Poor administration, lack of cost controls, and perverse distributional results are "features" that are far too typical of tax-based subsidies. Yet despite these obvious drawbacks, many politicians, particularly those who style themselves "conservatives," find tax expenditures extremely attractive. One wonders: Do they actually favor the upside-down approach to subsidies? Do they think poorly administered programs are a good idea? Are they unconcerned about the impact of uncontrolled spending on the budget deficit? Or do they simply see tax subsidies as a way to earn political points with their backers and exert power over society and the economy without having their efforts show up in the official spending budget?

This last point may be the key. Because of the way the government's budget books are kept, unscrupulous politicians can have their cake and eat it, too. To institute a new direct spending program that doesn't increase the deficit, Congress must enact an offsetting tax increase to pay for it. Officially, this will show up in the budget as higher federal spending and higher federal taxes. But if an equivalent tax expenditure program is enacted and is paid for with higher taxes on people and/or companies not benefited, the combination will show up in the aggregate budget numbers as a wash. Neither net taxes nor spending will appear to go up in the official budget.

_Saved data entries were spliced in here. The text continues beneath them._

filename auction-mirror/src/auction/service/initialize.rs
use {
    super::Service,
    crate::{
        auction::entities::SessionState,
        error::EngineError,
    },
};

impl Service {
    /// Connects the session: checks the network and the contract, installs the
    /// subscriptions and loads the mirror.
    #[tracing::instrument(skip_all)]
    pub async fn initialize(&self) -> Result<(), EngineError> {
        let accounts = self.wallet.request_accounts().await?;
        let chain_id = self.wallet.chain_id().await?;
        self.apply_network(chain_id)?;

        let address = self.contract.address();
        let code_present = self
            .contract
            .code_present()
            .await
            .map_err(|e| EngineError::ConnectionUnavailable(e.to_message()))?;
        if !code_present {
            return Err(EngineError::ConnectionUnavailable(format!(
                "no contract deployed at {:?} on chain {}",
                address, chain_id
            )));
        }

        let account = accounts.first().copied();
        tracing::info!(account = ?account, chain_id, contract = ?address, "Session connected");
        self.repo.replace_session(SessionState::connected(account));
        self.install_subscriptions().await;
        self.refresh_all().await;
        Ok(())
    }
}

#[cfg(test)]
mod tests {
    use {
        super::*,
        crate::{
            auction::service::tests::TEST_CHAIN_ID,
            kernel::{
                contracts::MockAuctionHouse,
                wallet::MockWallet,
            },
        },
        ethers::types::{
            Address,
            H256,
            U256,
        },
    };

    #[tokio::test]
    async fn test_wrong_network_is_fatal() {
        let mut wallet = MockWallet::new();
        wallet.expect_request_accounts().returning(|| Ok(vec![]));
        wallet.expect_chain_id().returning(|| Ok(1));
        wallet.expect_subscribe().never();
        let mut contract = MockAuctionHouse::new();
        contract.expect_code_present().never();
        let service = Service::new_with_mocks(contract, wallet);

        assert_eq!(
            service.initialize().await,
            Err(EngineError::WrongNetwork {
                expected: TEST_CHAIN_ID,
                actual:   1,
            })
        );
        assert!(!service.is_network_open());
    }

    #[tokio::test]
    async fn test_missing_contract_code() {
        let mut wallet = MockWallet::new();
        wallet.expect_request_accounts().returning(|| Ok(vec![]));
        wallet.expect_chain_id().returning(|| Ok(TEST_CHAIN_ID));
        wallet.expect_subscribe().never();
        let mut contract = MockAuctionHouse::new();
        contract
            .expect_address()
            .returning(|| Address::repeat_byte(0xcc));
        contract.expect_code_present().returning(|| Ok(false));
        let service = Service::new_with_mocks(contract, wallet);

        assert!(matches!(
            service.initialize().await,
            Err(EngineError::ConnectionUnavailable(_))
        ));
    }

    #[tokio::test]
    async fn test_transport_without_subscriptions_still_loads() {
        let account = Address::repeat_byte(0x01);
        let mut wallet = MockWallet::new();
        wallet
            .expect_request_accounts()
            .returning(move || Ok(vec![account]));
        wallet.expect_chain_id().returning(|| Ok(TEST_CHAIN_ID));
        wallet.expect_subscribe().times(2).returning(|_| {
            Err(EngineError::SubscriptionUnsupported(
                "http transport".to_string(),
            ))
        });
        let mut contract = MockAuctionHouse::new();
        contract
            .expect_address()
            .returning(|| Address::repeat_byte(0xcc));
        contract.expect_event_topics().returning(|| {
            vec![(
                crate::kernel::contracts::ContractEventKind::BidPlaced,
                H256::repeat_byte(1),
            )]
        });
        contract.expect_code_present().returning(|| Ok(true));
        contract
            .expect_admin()
            .returning(|| Ok(Address::repeat_byte(0xad)));
        contract.expect_balance().returning(|| Ok(U256::from(7)));
        contract
            .expect_collected_fees()
            .returning(|| Ok(U256::zero()));
        contract.expect_auction_fee().returning(|| Ok(U256::one()));
        contract.expect_destroyed().returning(|| Ok(false));
        contract.expect_block_number().returning(|| Ok(88));
        contract.expect_auction_ids().returning(|_| Ok(vec![]));
        contract
            .expect_pending_returns()
            .returning(|_| Ok(U256::from(2)));
        let service = Service::new_with_mocks(contract, wallet);

        assert_eq!(service.initialize().await, Ok(()));
        assert!(service.is_network_open());
        assert!(service.subscriptions.lock().await.handles().is_empty());
        let snapshot = service.get_snapshot();
        assert_eq!(snapshot.account(), Some(account));
        assert_eq!(snapshot.top.contract_balance, U256::from(7));
        assert_eq!(snapshot.top.current_block, 88);
        assert!(snapshot.session.claim_enabled);
    }

    #[tokio::test]
    async fn test_provider_unavailable() {
        let mut wallet = MockWallet::new();
        wallet.expect_request_accounts().returning(|| {
            Err(EngineError::ConnectionUnavailable(
                "connection refused".to_string(),
            ))
        });
        let service = Service::new_with_mocks(MockAuctionHouse::new(), wallet);
        assert!(matches!(
            service.initialize().await,
            Err(EngineError::ConnectionUnavailable(_))
        ));
    }
}
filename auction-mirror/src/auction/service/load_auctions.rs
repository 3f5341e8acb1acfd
use {
    super::Service,
    crate::{
        auction::entities::{
            AuctionCollections,
            AuctionRecord,
            Generation,
        },
        kernel::contracts::AuctionList,
    },
};

impl Service {
    async fn load_auction_list(&self, list: AuctionList) -> Vec<AuctionRecord> {
        let ids = Self::read_or_default(self.contract.auction_ids(list).await, vec![]);
        let mut auctions = Vec::with_capacity(ids.len());
        for id in ids {
            match self.contract.auction(id).await {
                Ok(auction) => auctions.push(auction.normalized()),
                Err(e) => {
                    tracing::warn!(error = ?e, auction_id = %id, list = ?list, "Failed to load auction, skipping")
                }
            }
        }
        auctions
    }

    /// Reloads the three auction collections and swaps them in together.
    pub(super) async fn load_auctions(&self, generation: Generation) -> bool {
        let auctions = AuctionCollections {
            active:    self.load_auction_list(AuctionList::Active).await,
            completed: self.load_auction_list(AuctionList::Completed).await,
            cancelled: self.load_auction_list(AuctionList::Cancelled).await,
        };
        if self.is_superseded(generation) {
            return false;
        }
        self.repo.replace_auctions(auctions);
        true
    }
}
use {
    super::Service,
    crate::{
        error::EngineError,
        kernel::contracts::WriteRequest,
    },
    ethers::types::{
        Address,
        H256,
    },
};

impl Service {
    /// The account write requests are signed with. Requires an open network gate.
    pub(super) fn connected_account(&self) -> Result<Address, EngineError> {
        self.ensure_network_open()?;
        self.repo
            .get_snapshot()
            .account()
            .ok_or(EngineError::NotConnected)
    }

    /// Submits the request and refreshes the mirror once it is mined.
    /// A rejected request leaves the mirror untouched.
    pub(super) async fn submit(
        &self,
        from: Address,
        request: WriteRequest,
    ) -> Result<H256, EngineError> {
        let method = request.method_name();
        let tx_hash = self.contract.send(from, request).await.map_err(|e| {
            tracing::error!(error = ?e, method, "Request rejected");
            e
        })?;
        tracing::info!(method, tx_hash = ?tx_hash, "Request confirmed");
        self.refresh_all().await;
        Ok(tx_hash)
    }
}
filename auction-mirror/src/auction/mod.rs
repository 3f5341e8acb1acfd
pub mod entities;
pub mod repository;
pub mod service;
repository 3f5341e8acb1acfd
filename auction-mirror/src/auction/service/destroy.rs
use {
    super::Service,
    crate::{
        error::EngineError,
        kernel::contracts::WriteRequest,
    },
    ethers::types::H256,
};

impl Service {
    #[tracing::instrument(skip_all)]
    pub async fn destroy(&self) -> Result<H256, EngineError> {
        let account = self.connected_account()?;
        self.submit(account, WriteRequest::Destroy).await
    }
}
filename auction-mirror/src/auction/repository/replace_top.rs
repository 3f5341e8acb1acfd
use {
    super::Repository,
    crate::auction::entities::TopState,
    std::sync::Arc,
};

impl Repository {
    /// Self destruction is terminal and the block counter only moves forward.
    pub fn replace_top(&self, top: TopState) {
        self.in_memory_store.top.rcu(|current| {
            Arc::new(TopState {
                destroyed: top.destroyed || current.destroyed,
                current_block: top.current_block.max(current.current_block),
                ..top.clone()
            })
        });
    }
}
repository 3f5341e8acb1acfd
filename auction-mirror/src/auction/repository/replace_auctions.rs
use {
    super::Repository,
    crate::auction::entities::AuctionCollections,
};

impl Repository {
    pub fn replace_auctions(&self, auctions: AuctionCollections) {
        self.in_memory_store.auctions.store(auctions.into());
    }
}
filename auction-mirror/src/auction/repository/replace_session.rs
use {
    super::Repository,
    crate::auction::entities::SessionState,
};

impl Repository {
    pub fn replace_session(&self, session: SessionState) {
        self.in_memory_store.session.store(session.into());
    }
}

In their proposed "Contract," GOP leaders in Congress talked a lot about cutting spending. But among the most significant specific expenditure changes they proposed in 1995 were more than $100 billion a year in increased tax-based spending programs. Ironically, these huge new tax entitlements ­ mostly targeted to large corporations and the wealthy ­ were designed to show up in the budget not as additional spending, but as tax cuts.

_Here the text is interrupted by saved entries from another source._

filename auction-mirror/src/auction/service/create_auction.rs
use {
    super::Service,
    crate::{
        error::EngineError,
        kernel::{
            contracts::WriteRequest,
            units::to_base_units,
        },
    },
    ethers::types::H256,
};

#[derive(Debug, Clone)]
pub struct CreateAuctionInput {
    pub title:           String,
    /// Decimal ether.
    pub start_amount:    String,
    pub duration_blocks: String,
}

impl Service {
    #[tracing::instrument(skip_all, fields(title = %input.title))]
    pub async fn create_auction(&self, input: CreateAuctionInput) -> Result<H256, EngineError> {
        let account = self.connected_account()?;
        let snapshot = self.repo.get_snapshot();
        if snapshot.top.is_admin(Some(account)) {
            return Err(EngineError::AdminCannotCreateAuction);
        }
        if snapshot.top.destroyed {
            return Err(EngineError::ContractDestroyed);
        }
        if Self::read_or_default(self.contract.is_banned_seller(account).await, false) {
            return Err(EngineError::SellerBanned(account));
        }

        let title = input.title.trim();
        if title.is_empty() {
            return Err(EngineError::EmptyTitle);
        }
        let start_amount = to_base_units(&input.start_amount).map_err(EngineError::InvalidAmount)?;
        let duration_blocks = match input.duration_blocks.trim().parse::<u64>() {
            Ok(duration) if duration >= 1 => duration,
            _ => return Err(EngineError::InvalidDuration(input.duration_blocks.clone())),
        };
        let fee = Self::read_or_default(
            self.contract.auction_fee().await,
            self.config.default_auction_fee,
        );

        self.submit(
            account,
            WriteRequest::CreateAuction {
                title: title.to_string(),
                start_amount,
                duration_blocks,
                fee,
            },
        )
        .await
    }
}

#[cfg(test)]
mod tests {
    use {
        super::*,
        crate::{
            auction::entities::{
                SessionState,
                TopState,
            },
            kernel::{
                contracts::MockAuctionHouse,
                wallet::MockWallet,
            },
        },
        ethers::types::{
            Address,
            U256,
        },
    };

    const ADMIN: Address = Address::repeat_byte(0xad);
    const SELLER: Address = Address::repeat_byte(0x51);

    fn input(title: &str, start_amount: &str, duration_blocks: &str) -> CreateAuctionInput {
        CreateAuctionInput {
            title:           title.to_string(),
            start_amount:    start_amount.to_string(),
            duration_blocks: duration_blocks.to_string(),
        }
    }

    fn service_for(contract: MockAuctionHouse, account: Address, destroyed: bool) -> Service {
        let service = Service::new_with_mocks(contract, MockWallet::new());
        service.repo.replace_top(TopState {
            owner: ADMIN,
            destroyed,
            ..Default::default()
        });
        service
            .repo
            .replace_session(SessionState::connected(Some(account)));
        service
    }

    #[tokio::test]
    async fn test_admin_cannot_create_auction() {
        let mut contract = MockAuctionHouse::new();
        contract.expect_send().never();
        contract.expect_is_banned_seller().never();
        let service = service_for(contract, ADMIN, false);

        let result = service.create_auction(input("Lamp", "1", "100")).await;
        assert_eq!(result, Err(EngineError::AdminCannotCreateAuction));
        assert!(result
            .unwrap_err()
            .to_message()
            .contains("admin account is not allowed"));
    }

    #[tokio::test]
    async fn test_rejects_invalid_fields_before_submission() {
        let mut contract = MockAuctionHouse::new();
        contract.expect_send().never();
        contract
            .expect_is_banned_seller()
            .returning(|_| Ok(false));
        let service = service_for(contract, SELLER, false);

        assert_eq!(
            service.create_auction(input("  ", "1", "100")).await,
            Err(EngineError::EmptyTitle)
        );
        assert!(matches!(
            service.create_auction(input("Lamp", "-1", "100")).await,
            Err(EngineError::InvalidAmount(_))
        ));
        assert_eq!(
            service.create_auction(input("Lamp", "1", "0")).await,
            Err(EngineError::InvalidDuration("0".to_string()))
        );
        assert_eq!(
            service.create_auction(input("Lamp", "1", "ten")).await,
            Err(EngineError::InvalidDuration("ten".to_string()))
        );
    }

    #[tokio::test]
    async fn test_destroyed_and_banned() {
        let mut contract = MockAuctionHouse::new();
        contract.expect_send().never();
        contract
            .expect_is_banned_seller()
            .times(1)
            .returning(|_| Ok(true));
        let service = service_for(contract, SELLER, false);
        assert_eq!(
            service.create_auction(input("Lamp", "1", "100")).await,
            Err(EngineError::SellerBanned(SELLER))
        );

        let mut contract = MockAuctionHouse::new();
        contract.expect_send().never();
        let service = service_for(contract, SELLER, true);
        assert_eq!(
            service.create_auction(input("Lamp", "1", "100")).await,
            Err(EngineError::ContractDestroyed)
        );
    }

    #[tokio::test]
    async fn test_fee_falls_back_to_default() {
        let mut contract = MockAuctionHouse::new();
        contract
            .expect_is_banned_seller()
            .returning(|_| Err(EngineError::ReadUnsupported("banned sellers")));
        contract
            .expect_auction_fee()
            .returning(|| Err(EngineError::ReadUnsupported("auction fee")));
        contract
            .expect_send()
            .withf(|from, request| {
                *from == SELLER
                    && *request
                        == WriteRequest::CreateAuction {
                            title:           "Lamp".to_string(),
                            start_amount:    U256::exp10(18),
                            duration_blocks: 100,
                            fee:             U256::exp10(16) * 2,
                        }
            })
            .times(1)
            .returning(|_, _| Ok(H256::repeat_byte(1)));
        let service = service_for(contract, SELLER, false);
        // Keeps the post-submission refresh coalesced.
        let _in_flight = service.refresh_lock.lock().await;
        assert_eq!(
            service.create_auction(input(" Lamp ", "1", "100")).await,
            Ok(H256::repeat_byte(1))
        );
    }

    #[tokio::test]
    async fn test_requires_connected_account() {
        let mut contract = MockAuctionHouse::new();
        contract.expect_send().never();
        let service = Service::new_with_mocks(contract, MockWallet::new());
        assert_eq!(
            service.create_auction(input("Lamp", "1", "100")).await,
            Err(EngineError::NotConnected)
        );
    }
}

Ultimately, of course, tax entitlements are not free. If all current tax expenditures were suddenly repealed, for example, the deficit could be eliminated and income tax rates could be reduced across the board by about 25%. Such a radical step is unlikely, of course, and in the case of some tax expenditures, the net change in most people's bottom-line tax payments might not be very significant. But there are many expensive tax subsidy programs whose benefits are very heavily concentrated on the best-off people. Eliminating or scaling back these kinds of tax entitlements could make a very significant difference in improving tax fairness and easing most people's tax burdens. Such steps would also be likely to improve economic growth to boot, by curbing wasteful tax-sheltering activities and thereby increasing productive market-driven investment.